There are very few quantitative metrics in the developer’s profile, so companies just can’t avoid putting “years of experience” everywhere. It’s a simple boolean criterion that can be applied without thought. I find it is on average a quite poor predictor of the applicant’s performance for your environment and tasks. It’s a value to be considered, but it has much too little signal to apply it on its own, as a filter.

In a particular case when you don’t want to “train” fresh-grads, you could put “1+ years full-time employment as…” requirement, but you could also just ask for “experience writing code for production systems” without setting an imaginary cutoff date.
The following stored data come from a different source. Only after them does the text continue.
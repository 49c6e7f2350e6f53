use serde::Serialize;
use thiserror::Error;

/// Failures raised while loading or reading the schema registry.
#[derive(Debug, Error)]
pub enum RegistryError {
    #[error("Schema document {origin} rejected: {cause}")]
    SchemaLoad { origin: String, cause: String },

    #[error("Schema source unreadable: {cause}")]
    SourceUnreadable { cause: String },

    #[error("Snapshot rejected: {cause}")]
    SnapshotRejected { cause: String },

    #[error("Schema registry has not completed an initial load")]
    Unavailable,
}

/// The request cannot be turned into SQL without guessing.
#[derive(Debug, Error, PartialEq)]
pub enum GenerationError {
    #[error("No tables match the request")]
    NoTables,

    #[error("Table {table} has no usable date column")]
    NoDateColumn { table: String },

    #[error("No query template resolvable for query type {query_type:?}")]
    NoTemplate { query_type: Option<String> },

    #[error("No relationship path from {from} to {to}")]
    NoJoinPath { from: String, to: String },

    #[error("Template {template} requires metrics but none could be resolved")]
    NoMetrics { template: String },

    #[error("Template {template} left placeholder {{{placeholder}}} unsubstituted")]
    UnresolvedPlaceholder { template: String, placeholder: String },

    #[error("Platforms requested but template {template} cannot filter {tables:?} by platform")]
    PlatformFilterUnavailable { template: String, tables: Vec<String> },
}

/// Why a query type cannot be served for a set of platforms.
#[derive(Debug, Clone, Error, PartialEq)]
pub enum SupportError {
    #[error("Query type '{0}' not supported")]
    UnknownQueryType(String),

    #[error("Invalid platforms: {}", .0.join(", "))]
    InvalidPlatforms(Vec<String>),

    #[error("No tables available for {0} queries")]
    NoTables(String),
}

/// Errors from the execution backend collaborator.
#[derive(Debug, Clone, Error, PartialEq)]
pub enum BackendError {
    #[error("Backend call {operation} timed out after {attempts} attempt(s)")]
    Timeout { operation: String, attempts: u32 },

    #[error("Backend call {operation} failed: {cause}")]
    Failed { operation: String, cause: String },
}

impl BackendError {
    pub fn is_timeout(&self) -> bool {
        matches!(self, BackendError::Timeout { .. })
    }
}

/// Outcome of a failed validation chain. Only the first failing step is reported.
#[derive(Debug, Clone, Error, PartialEq)]
pub enum ValidationError {
    #[error("Query rejected by security rule {rule}")]
    SecurityViolation { rule: &'static str },

    #[error("{reason}")]
    Failed { reason: String },

    #[error("Backend timed out during {operation}")]
    BackendTimeout { operation: String },

    /// The cause is backend text and stays out of non-verbose responses
    #[error("Backend rejected {operation}: {cause}")]
    BackendRejected { operation: String, cause: String },
}

impl ValidationError {
    pub fn failed(reason: impl Into<String>) -> Self {
        ValidationError::Failed {
            reason: reason.into(),
        }
    }

    pub fn is_security_violation(&self) -> bool {
        matches!(self, ValidationError::SecurityViolation { .. })
    }
}

impl From<BackendError> for ValidationError {
    fn from(err: BackendError) -> Self {
        match err {
            BackendError::Timeout { operation, .. } => ValidationError::BackendTimeout { operation },
            BackendError::Failed { operation, cause } => {
                ValidationError::BackendRejected { operation, cause }
            }
        }
    }
}

/// Errors surfaced at the request boundary.
#[derive(Debug, Error)]
pub enum QueryError {
    #[error(transparent)]
    Registry(#[from] RegistryError),

    #[error(transparent)]
    Generation(#[from] GenerationError),

    #[error(transparent)]
    Validation(#[from] ValidationError),

    #[error("Unknown data sources requested: {}", .0.join(", "))]
    InvalidPlatforms(Vec<String>),
}

#[derive(Debug, Clone, Serialize, PartialEq)]
pub struct ErrorResponse {
    pub error: String,
    pub message: String,
    pub retryable: bool,
    #[serde(skip_serializing_if = "Option::is_none")]
    pub detail: Option<String>,
}

impl QueryError {
    pub fn is_retryable(&self) -> bool {
        matches!(
            self,
            QueryError::Validation(ValidationError::BackendTimeout { .. })
                | QueryError::Registry(RegistryError::Unavailable)
        )
    }

    /// Render the error for a caller. Internal detail is only attached when
    /// `verbose` is set, and security violations never carry the matched text.
    pub fn to_response(&self, verbose: bool) -> ErrorResponse {
        let (error, message) = match self {
            QueryError::Registry(RegistryError::Unavailable) => (
                "registry_unavailable",
                "Schema metadata is still loading, try again shortly".to_string(),
            ),
            QueryError::Registry(_) => (
                "registry_error",
                "Schema metadata could not be loaded".to_string(),
            ),
            QueryError::Generation(_) => (
                "invalid_request",
                "The request could not be mapped to a query over the available data".to_string(),
            ),
            QueryError::Validation(ValidationError::SecurityViolation { .. }) => (
                "security_violation",
                "The query was rejected by the security policy".to_string(),
            ),
            QueryError::Validation(ValidationError::Failed { reason }) => {
                ("validation_failed", reason.clone())
            }
            QueryError::Validation(ValidationError::BackendTimeout { .. }) => (
                "backend_timeout",
                "The query backend did not respond in time".to_string(),
            ),
            QueryError::Validation(ValidationError::BackendRejected { .. }) => (
                "backend_rejected",
                "The query backend rejected the statement".to_string(),
            ),
            QueryError::InvalidPlatforms(_) => ("invalid_platforms", self.to_string()),
        };

        ErrorResponse {
            error: error.to_string(),
            message,
            retryable: self.is_retryable(),
            detail: if verbose { Some(self.to_string()) } else { None },
        }
    }
}

pub type Result<T> = std::result::Result<T, RegistryError>;
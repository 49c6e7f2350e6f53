//! CLI tool to load a schema tree or bundle and summarize what the registry sees
//!
//! Usage:
//!   cargo run --bin inspect-registry -- ./knowledge_base/schemas
//!   cargo run --bin inspect-registry -- ./schemas.tar.gz shopify,amazon

use std::env;
use std::path::{Path, PathBuf};

use commerce_query_gateway::registry::{DocumentSource, RegistrySnapshot};
use serde_json::json;

fn main() {
    let args: Vec<String> = env::args().collect();

    if args.len() < 2 {
        eprintln!("Usage: {} <schema-dir|schema-archive.tar.gz> [platforms]", args[0]);
        eprintln!();
        eprintln!("Examples:");
        eprintln!("  {} ./knowledge_base/schemas", args[0]);
        eprintln!("  {} ./schemas.tar.gz shopify,amazon,ebay", args[0]);
        std::process::exit(1);
    }

    let path = Path::new(&args[1]);

    if !path.exists() {
        eprintln!("Error: Path does not exist: {}", path.display());
        std::process::exit(1);
    }

    let platforms: Vec<String> = args
        .get(2)
        .map(String::as_str)
        .unwrap_or("shopify,amazon,ebay")
        .split(',')
        .map(|p| p.trim().to_lowercase())
        .filter(|p| !p.is_empty())
        .collect();

    let source = if path.is_dir() {
        DocumentSource::Directory(path.to_path_buf())
    } else {
        DocumentSource::Archive(PathBuf::from(path))
    };

    let contents = match source.read_documents(&platforms) {
        Ok(contents) => contents,
        Err(e) => {
            eprintln!("Error reading schema documents: {}", e);
            std::process::exit(1);
        }
    };

    let snapshot = RegistrySnapshot::build(contents);
    let summary = summarize(&snapshot);

    match serde_json::to_string_pretty(&summary) {
        Ok(text) => println!("{}", text),
        Err(e) => {
            eprintln!("Error rendering summary: {}", e);
            std::process::exit(1);
        }
    }

    // Same rule a live reload applies before swapping a snapshot in
    if let Err(e) = snapshot.check_minimum_structure() {
        eprintln!("Error: {}", e);
        std::process::exit(2);
    }
}

fn summarize(snapshot: &RegistrySnapshot) -> serde_json::Value {
    let tables: Vec<_> = snapshot
        .tables()
        .map(|t| {
            json!({
                "table": t.table_name,
                "platform": t.platform,
                "columns": t.columns.len(),
                "date_column": t.date_column().map(|c| c.name.clone()),
                "query_types": t.query_types,
            })
        })
        .collect();

    let edges: Vec<_> = snapshot
        .relationships()
        .edges()
        .map(|(from, to, edge)| {
            json!({
                "from": from,
                "to": to,
                "type": edge.relationship_type,
                "keys": edge.keys,
                "dangling": !snapshot.table_exists(to),
            })
        })
        .collect();

    let templates: Vec<_> = snapshot
        .query_templates()
        .map(|t| {
            json!({
                "name": t.name,
                "table": t.table,
                "type": t.query_type,
                "metrics": t.metrics,
            })
        })
        .collect();

    let skipped: Vec<_> = snapshot
        .skipped()
        .iter()
        .map(|s| json!({ "origin": s.origin, "reason": s.reason }))
        .collect();

    json!({
        "fingerprint": snapshot.fingerprint(),
        "platforms": snapshot.get_all_platforms(),
        "tables": tables,
        "edges": edges,
        "glossary_terms": snapshot.glossary_len(),
        "metrics": snapshot.metric_definitions().count(),
        "templates": templates,
        "skipped": skipped,
    })
}
use crate::error::BackendError;
use std::future::Future;
use std::time::Duration;
use tracing::{error, warn};

/// Deadline and retry budget for a single backend operation
#[derive(Debug, Clone, Copy, PartialEq)]
pub struct RetryPolicy {
    pub max_attempts: u32,
    pub timeout: Duration,
    pub base_delay: Duration,
    pub max_delay: Duration,
}

impl Default for RetryPolicy {
    fn default() -> Self {
        Self {
            max_attempts: 3,
            timeout: Duration::from_secs(30),
            base_delay: Duration::from_millis(200),
            max_delay: Duration::from_secs(5),
        }
    }
}

impl RetryPolicy {
    /// Exponential backoff: base * 2^attempt, capped at `max_delay`
    pub fn delay_for_attempt(&self, attempt: u32) -> Duration {
        let multiplier = 2_u32.saturating_pow(attempt);
        self.base_delay
            .saturating_mul(multiplier)
            .min(self.max_delay)
    }
}

/// Run `call` under the policy deadline. Timeouts are retried with backoff;
/// any other failure is permanent and returned immediately.
pub async fn call_with_retry<T, F, Fut>(
    operation: &str,
    policy: &RetryPolicy,
    mut call: F,
) -> Result<T, BackendError>
where
    F: FnMut() -> Fut,
    Fut: Future<Output = Result<T, BackendError>>,
{
    let attempts = policy.max_attempts.max(1);

    for attempt in 1..=attempts {
        match tokio::time::timeout(policy.timeout, call()).await {
            Ok(Ok(value)) => return Ok(value),
            Ok(Err(e)) if !e.is_timeout() => return Err(e),
            Ok(Err(e)) => warn!("Backend {} attempt {}/{} timed out: {}", operation, attempt, attempts, e),
            Err(_) => warn!(
                "Backend {} attempt {}/{} exceeded {:?}",
                operation, attempt, attempts, policy.timeout
            ),
        }

        if attempt < attempts {
            tokio::time::sleep(policy.delay_for_attempt(attempt - 1)).await;
        }
    }

    error!("Backend {} timed out after {} attempts", operation, attempts);
    Err(BackendError::Timeout {
        operation: operation.to_string(),
        attempts,
    })
}
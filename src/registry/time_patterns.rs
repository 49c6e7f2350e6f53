//! Named time windows
//!
//! Each pattern turns a reference instant into an inclusive `(start, end)`
//! date pair. Patterns are tried in declaration order, so more specific
//! phrases come first.

use chrono::{DateTime, Datelike, Duration, NaiveDate, Utc};

pub type DateRange = (NaiveDate, NaiveDate);

#[derive(Clone, Copy)]
pub struct TimePattern {
    pub name: &'static str,
    pub phrases: &'static [&'static str],
    resolve: fn(NaiveDate) -> DateRange,
}

impl std::fmt::Debug for TimePattern {
    fn fmt(&self, f: &mut std::fmt::Formatter<'_>) -> std::fmt::Result {
        f.debug_struct("TimePattern")
            .field("name", &self.name)
            .field("phrases", &self.phrases)
            .finish()
    }
}

impl TimePattern {
    pub fn resolve(&self, now: DateTime<Utc>) -> DateRange {
        (self.resolve)(now.date_naive())
    }

    /// `text` must already be lowercase.
    pub fn matches(&self, text: &str) -> bool {
        self.phrases.iter().any(|phrase| contains_phrase(text, phrase))
    }
}

/// Substring match that refuses to split words ("mtd" does not match "mtdx").
pub fn contains_phrase(text: &str, phrase: &str) -> bool {
    let is_word = |c: char| c.is_alphanumeric() || c == '_';

    text.match_indices(phrase).any(|(start, _)| {
        let before_ok = text[..start].chars().next_back().map_or(true, |c| !is_word(c));
        let after_ok = text[start + phrase.len()..]
            .chars()
            .next()
            .map_or(true, |c| !is_word(c));
        before_ok && after_ok
    })
}

pub fn builtin_time_patterns() -> Vec<TimePattern> {
    vec![
        TimePattern {
            name: "yesterday",
            phrases: &["yesterday"],
            resolve: |d| (d - Duration::days(1), d - Duration::days(1)),
        },
        TimePattern {
            name: "today",
            phrases: &["today"],
            resolve: |d| (d, d),
        },
        TimePattern {
            name: "last_7_days",
            phrases: &["last 7 days", "past 7 days", "last seven days", "past seven days"],
            resolve: |d| (d - Duration::days(7), d),
        },
        TimePattern {
            name: "last_30_days",
            phrases: &["last 30 days", "past 30 days", "last thirty days"],
            resolve: |d| (d - Duration::days(30), d),
        },
        TimePattern {
            name: "last_90_days",
            phrases: &["last 90 days", "past 90 days", "last ninety days"],
            resolve: |d| (d - Duration::days(90), d),
        },
        TimePattern {
            name: "last_week",
            phrases: &["last week", "previous week"],
            resolve: |d| {
                let start = week_start(d) - Duration::days(7);
                (start, start + Duration::days(6))
            },
        },
        TimePattern {
            name: "this_week",
            phrases: &["this week", "week to date"],
            resolve: |d| (week_start(d), d),
        },
        TimePattern {
            name: "last_month",
            phrases: &["last month", "previous month"],
            resolve: |d| {
                let end = month_start(d) - Duration::days(1);
                (month_start(end), end)
            },
        },
        TimePattern {
            name: "this_month",
            phrases: &["this month", "month to date", "mtd"],
            resolve: |d| (month_start(d), d),
        },
        TimePattern {
            name: "last_quarter",
            phrases: &["last quarter", "previous quarter"],
            resolve: |d| {
                let end = quarter_start(d) - Duration::days(1);
                (quarter_start(end), end)
            },
        },
        TimePattern {
            name: "this_quarter",
            phrases: &["this quarter", "quarter to date", "qtd"],
            resolve: |d| (quarter_start(d), d),
        },
        TimePattern {
            name: "last_year",
            phrases: &["last year", "previous year"],
            resolve: |d| {
                let end = year_start(d) - Duration::days(1);
                (year_start(end), end)
            },
        },
        TimePattern {
            name: "this_year",
            phrases: &["this year"],
            resolve: |d| (year_start(d), d),
        },
        TimePattern {
            name: "year_to_date",
            phrases: &["year to date", "ytd"],
            resolve: |d| (year_start(d), d),
        },
    ]
}

fn week_start(d: NaiveDate) -> NaiveDate {
    d - Duration::days(i64::from(d.weekday().num_days_from_monday()))
}

fn month_start(d: NaiveDate) -> NaiveDate {
    d - Duration::days(i64::from(d.day0()))
}

fn quarter_start(d: NaiveDate) -> NaiveDate {
    let mut start = month_start(d);
    while start.month0() % 3 != 0 {
        start = month_start(start - Duration::days(1));
    }
    start
}

fn year_start(d: NaiveDate) -> NaiveDate {
    d - Duration::days(i64::from(d.ordinal0()))
}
Experience is non-linear, and to compress into one number you need to leave out so many details that the result doesn’t carry much weight.

XKCD comic #1293: Job Interview Who needs unsplash where there's XKCD on every topic?

Interviews

Moving on to the interview, the same two extremes are often seen.

On one side are silly logical puzzles. Is there a correlation between the ability to estimate the number of piano tuners in NYC and the programmer’s performance? I don’t know. I doubt anyone knows for sure. Even empirically it seems like a stretch. Google, commonly known as a trend-setter for these types of interviews, stopped using logical puzzles precisely because they didn’t found any evidence of them being effective. Those questions are supposed to test generic critical thinking and, even if they do, that doesn’t necessarily translate to the specific types of problem-solving software developers engage in.

On the other extreme, a list of questions about precisely the tools the company is using. Just like an exam. But exams exist to test student’s knowledge on a particular topic, not to evaluate his experience in a field as vast as software development. The end result is similar to overfitting in machine learning, where the model represents training data a little too well, losing an ability to generalize and predict new data points. Filling the company with candidates that all have the exact same skillset and background means they will come up with similar solutions and make identical mistakes. Instead of building a synergetic team, it creates a hive-mind.

The importance of experience in a narrowly specialized field (on a level of particular libraries, frameworks, even languages) is overrated. When a developer joins a new project, there will be a warm-up period when they get used to the internal conventions, product and business specifics, and learn to work with existing codebase (often poorly documented). The overhead of learning a well-documented, state-of-the-art open-source library or framework is a drop in an ocean.

But can we do better?

The most productive technical interview is a two-way experience exchange. The interviewee gets to learn about the challenges that the company faces and an interviewer gets to assess the candidate based on his strong sides. Whether you give a candidate a whiteboard task, coding challenge, or simply ask them a question, an answer is not supposed to be a means to an end, but rather a topic for conversation. Subjective and open-ended questions which are rooted in a subject area, but are not tied-in to a particular tool, give the interviewer much more insight into the developer’s experience than “how would you join these three tables?”. If it turns out this particular candidate is not a match, at least both sides have likely learned something new. Less time wasted.

Another important benefit of the conversational interviewing style is that it creates a much more comfortable psychological environment for the candidate by adjusting the power dynamic. Nobody likes being assessed. If an interviewer sets himself as an equal, instead of getting into a „boss“ persona, the whole meeting will be less stressful. The candidate is more likely to behave naturally and that’s how you want to see them because that’s how they will behave on a job. Unless developers in your company are constantly stressed, in which case you’re doing it wrong.

This interview style will probably never become very popular in large enterprises. It’s too un-formalized, doesn’t scale well, and relies entirely too much on the interviewer‘s professionalism. Yet, there are lots of startups with a strong company culture that care enough about tech hiring to re-think the process.